Why is there such a strong anti-intellectual strain in America? America seems forever fixated on emotion, and that fixation discourages deepening wisdom. The hurry to do something makes the delay of developing a philosophy almost sinful.

It's just a hypothesis, and books like the Creationists try to slow time down, briefly, to offer testimonials in favour of American intellectual life.

It's not an easy task, but Doctorow succeeds by giving it to us in all its messiness. At heart this book is about the act of artistic creation (anti-evolutionists were bound to be disappointed). It's a life outside of life, a choice that means everything, in ways other choices do not.
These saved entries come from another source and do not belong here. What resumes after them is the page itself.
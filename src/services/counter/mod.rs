//! Occupancy counting engine
//!
//! The Counter is the single consumer of the detection stream. It owns:
//! - the calibration window and the one-shot handoff to live counting
//! - per-track side state (CrossingEngine)
//! - the in/out counters
//! - the periodic occupancy snapshot (OccupancyLogger)
//!
//! `process_frame` is synchronous; the async `run` loop only moves frames
//! from the channel into it.


use crate::domain::types::{
    CountState, CrossingDirection, CrossingEvent, CrossingSource, DetectionFrame, DoorLine,
};
use crate::domain::venue::OccupancyLogEntry;
use crate::infra::config::Config;
use crate::infra::metrics::Metrics;
use crate::io::egress::CrossingEgress;
use crate::io::venue_store::VenueStore;
use crate::services::calibrator::Calibrator;
use crate::services::crossing_engine::CrossingEngine;
use crate::services::occupancy_logger::{LogOutcome, OccupancyLogger, SkipReason};
use std::sync::Arc;
use std::time::{Duration, Instant};
use tokio::sync::{mpsc, watch};
use tracing::{debug, info, warn};

/// Engine mode; the transition happens exactly once
enum Phase {
    Calibrating(Calibrator),
    Live { line: DoorLine, engine: CrossingEngine },
}

/// Outcome of one processed frame
#[derive(Debug, Clone)]
pub struct FrameReport {
    /// 1-based index of the frame in this run
    pub frame_index: u64,
    /// None while calibrating
    pub door_line: Option<DoorLine>,
    pub counts: CountState,
    /// Crossings applied during this frame (reconciled ones on the handoff frame)
    pub crossings: Vec<CrossingEvent>,
    /// Snapshot persisted during this frame, if any
    pub log_entry: Option<OccupancyLogEntry>,
    /// Seconds until the next snapshot is due; None while calibrating
    pub next_log_in_secs: Option<u64>,
}

/// Explicit engine context for one counting run
pub struct Counter {
    phase: Phase,
    frame_index: u64,
    counts: CountState,
    max_capacity: i64,
    calibration_frames: u64,
    frame_width: u32,
    frame_height: u32,
    stale_after_frames: u64,
    logger: OccupancyLogger,
    egress: Option<CrossingEgress>,
    metrics: Arc<Metrics>,
}

impl Counter {
    /// Create a counter in calibration mode
    ///
    /// `started_at` anchors the logging interval; `max_capacity` is fixed for
    /// the whole run.
    pub fn new(config: &Config, max_capacity: i64, metrics: Arc<Metrics>, started_at: Instant) -> Self {
        let store = VenueStore::new(config.store_path());
        let logger = OccupancyLogger::new(
            store,
            config.venue_name(),
            Duration::from_secs(config.log_interval_secs()),
            started_at,
        );
        let egress = config.crossings_file().map(CrossingEgress::new);
        let counts = CountState::with_baseline(config.initial_occupancy());
        metrics.set_current_count(counts.current_count);

        info!(
            venue = %config.venue_name(),
            max_capacity = %max_capacity,
            initial_occupancy = %counts.current_count,
            calibration_frames = %config.calibration_frame_threshold(),
            "counter_initialized"
        );

        Self {
            phase: Phase::Calibrating(Calibrator::new()),
            frame_index: 0,
            counts,
            max_capacity,
            calibration_frames: config.calibration_frame_threshold(),
            frame_width: config.frame_width(),
            frame_height: config.frame_height(),
            stale_after_frames: config.stale_after_frames(),
            logger,
            egress,
            metrics,
        }
    }

    /// Resolve the venue capacity once at startup
    ///
    /// Any store problem, including a missing venue, falls back to the
    /// configured default.
    pub fn startup_capacity(config: &Config) -> i64 {
        let store = VenueStore::new(config.store_path());
        match store.max_capacity(config.venue_name()) {
            Ok(capacity) => {
                info!(venue = %config.venue_name(), max_capacity = %capacity, "venue_capacity_loaded");
                capacity
            }
            Err(e) => {
                warn!(
                    venue = %config.venue_name(),
                    kind = %e.kind(),
                    error = %e,
                    fallback = %config.default_max_capacity(),
                    "venue_capacity_unavailable_using_default"
                );
                config.default_max_capacity()
            }
        }
    }

    /// Consume frames until the channel closes or shutdown is signalled
    ///
    /// Returns the final counts.
    pub async fn run(
        &mut self,
        mut frame_rx: mpsc::Receiver<DetectionFrame>,
        mut shutdown: watch::Receiver<bool>,
    ) -> CountState {
        loop {
            tokio::select! {
                frame = frame_rx.recv() => {
                    match frame {
                        Some(frame) => {
                            self.process_frame(&frame, Instant::now());
                        }
                        None => {
                            info!(frames = %self.frame_index, "detection_stream_ended");
                            break;
                        }
                    }
                }
                changed = shutdown.changed() => {
                    if changed.is_err() || *shutdown.borrow() {
                        info!(frames = %self.frame_index, "counter_shutdown");
                        break;
                    }
                }
            }
        }
        self.counts
    }

    /// Process one frame of detections
    pub fn process_frame(&mut self, frame: &DetectionFrame, now: Instant) -> FrameReport {
        let process_start = Instant::now();
        self.frame_index += 1;
        let frame_index = self.frame_index;

        let mut crossings = Vec::new();
        let mut log_entry = None;

        match &mut self.phase {
            Phase::Calibrating(calibrator) => {
                for detection in &frame.detections {
                    calibrator.observe(detection.track_id, detection.centroid());
                }
                if frame_index >= self.calibration_frames {
                    let calibrator = std::mem::take(calibrator);
                    crossings = self.complete_calibration(calibrator);
                }
            }
            Phase::Live { line, engine } => {
                for detection in &frame.detections {
                    let side = CrossingEngine::classify(detection.centroid(), line);
                    if let Some(event) = engine.update(detection.track_id, side, frame_index) {
                        crossings.push(event);
                    }
                }

                let evicted = engine.evict_stale(frame_index);
                if evicted > 0 {
                    self.metrics.record_tracks_evicted(evicted);
                }
                self.metrics.set_active_tracks(engine.tracked_count());

                for event in &crossings {
                    self.apply(event);
                }

                log_entry = self.poll_logger(now);
            }
        }

        let latency_us = process_start.elapsed().as_micros() as u64;
        self.metrics.record_frame_processed(frame.detections.len(), latency_us);

        FrameReport {
            frame_index,
            door_line: self.door_line(),
            counts: self.counts,
            crossings,
            log_entry,
            next_log_in_secs: self.door_line().map(|_| self.logger.seconds_until_next_log(now)),
        }
    }

    /// Finalize calibration, reconcile its samples and switch to live counting
    fn complete_calibration(&mut self, calibrator: Calibrator) -> Vec<CrossingEvent> {
        let calibration = calibrator.finalize(self.frame_width, self.frame_height);
        let line = calibration.line;

        let mut engine = CrossingEngine::new(self.stale_after_frames);
        let events = engine.reconcile(&calibration.samples, &line, self.frame_index);
        // Samples are dropped here; calibration never runs again
        drop(calibration);

        for event in &events {
            self.apply(event);
        }

        self.metrics.set_active_tracks(engine.tracked_count());
        self.phase = Phase::Live { line, engine };

        info!(
            line = %line,
            frame = %self.frame_index,
            reconciled = %events.len(),
            current_count = %self.counts.current_count,
            "live_counting_started"
        );

        events
    }

    fn apply(&mut self, event: &CrossingEvent) {
        self.counts.apply(event.direction);
        let reconciled = event.source == CrossingSource::Reconciled;
        match event.direction {
            CrossingDirection::Entering => self.metrics.record_entry(reconciled),
            CrossingDirection::Exiting => self.metrics.record_exit(reconciled),
        }
        self.metrics.set_current_count(self.counts.current_count);

        info!(
            track_id = %event.track_id,
            direction = %event.direction.as_str(),
            source = %event.source.as_str(),
            count_in = %self.counts.count_in,
            count_out = %self.counts.count_out,
            current_count = %self.counts.current_count,
            "crossing_detected"
        );

        if let Some(ref egress) = self.egress {
            egress.write_crossing(event, self.counts.current_count);
        }
    }

    fn poll_logger(&mut self, now: Instant) -> Option<OccupancyLogEntry> {
        match self.logger.maybe_log(now, self.counts.current_count, self.max_capacity) {
            LogOutcome::Logged(entry) => {
                self.metrics.record_log_written();
                Some(entry)
            }
            LogOutcome::Skipped(SkipReason::NotDue) => None,
            LogOutcome::Skipped(SkipReason::Store(e)) => {
                self.metrics.record_log_failure();
                debug!(kind = %e.kind(), "occupancy_log_skipped");
                None
            }
        }
    }

    /// Calibrated door line, None while calibrating
    pub fn door_line(&self) -> Option<DoorLine> {
        match &self.phase {
            Phase::Calibrating(_) => None,
            Phase::Live { line, .. } => Some(*line),
        }
    }

    pub fn counts(&self) -> CountState {
        self.counts
    }

    pub fn is_calibrating(&self) -> bool {
        matches!(self.phase, Phase::Calibrating(_))
    }

    /// Frames processed so far
    pub fn frame_index(&self) -> u64 {
        self.frame_index
    }

    pub fn max_capacity(&self) -> i64 {
        self.max_capacity
    }
}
To be reminded that Americans can claim that messy experimental novel Moby Dick; that we can claim the mystic and reclusive Poe; that we've a history of pushing up against racism even as we seemed to accept it (as imperfect as that effort has been), this matters because it offers some identity we can point to beyond the surface level awareness, full of misinformation, we seem unable to escape.

Having a literary tradition is not icing; it's the feast, the wine, the beauty of life. The rest is as Austen said, busy nothings.

Let's have more of these books. And a tradition worth reflecting on.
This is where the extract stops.